The proposed 2010 Dietary Guidelines, scheduled to be released in December 2010, do not discuss the unique ability of carbohydrates to elevate blood sugar and insulin levels! The proposed guidelines will not help us prevent and reverse obesity and type 2 diabetes, referred to by the CDC in Atlanta as “dangerous runaway trains.”

In the hundreds of pages of transcripts, the words “blood sugar” do not appear in any of the six DGAC meetings. As they have for 30 years, the DGAC report emphasizes carbohydrates – up to 65 percent of calories – and bashes fats, especially those newly defined  “solid fats” accused of causing heart disease. 

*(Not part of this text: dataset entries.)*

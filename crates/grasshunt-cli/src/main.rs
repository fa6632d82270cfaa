use clap::Parser;
use grasshunt::{Cli, run};

fn main() {
    // Reset SIGPIPE to default behavior to prevent panic on broken pipe
    // (e.g., when piping to `head` or `less` that exits early)
    #[cfg(unix)]
    reset_sigpipe();

    let cli = Cli::parse();

    if let Err(e) = run(cli) {
        eprintln!("Error: {}", e);
        std::process::exit(1);
    }
}

#[cfg(unix)]
fn reset_sigpipe() {
    unsafe {
        libc::signal(libc::SIGPIPE, libc::SIG_DFL);
    }
}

    The guideline advice about fats in a nutshell:  Saturated fats are bad! "Limit saturated fat to no more than 10 percent of calories – 7 percent if you already have diabetes or heart disease." Sound familiar? It should – these are the same “low fat” dietary recommendations now associated with record levels of obesity and diabetes.

The surge in obesity and diabetes occurred after 1980 – when Americans were told that dietary fat is dangerous and that carbohydrates are good for the heart and good for weight control. And despite recent scientific evidence finding no link between saturated fat and risk of developing heart disease (Dr. Ronald Krauss, meta-analysis, Am J Clin Nutr, January 13, 2010), the 30-year prohibition against saturated fat will continue.

Never mind that natural dietary fats provide satiety, put a brake on carb-induced elevated blood sugar, and provide important building blocks for hormones and cell membrane constituents.

Dietary Guidelines that do not mention “blood sugar” will not stop the runaway train. Instead, we are up against a medical and academic elite afraid to step on the toes of the giants in the food processing industry - companies like Cargill (high fructose corn syrup) and General Mills, maker of blood-sugar-raising dry boxed cereals. Ignoring recent scientific studies, the 13-member DGAC is supporting the "low fat" status quo.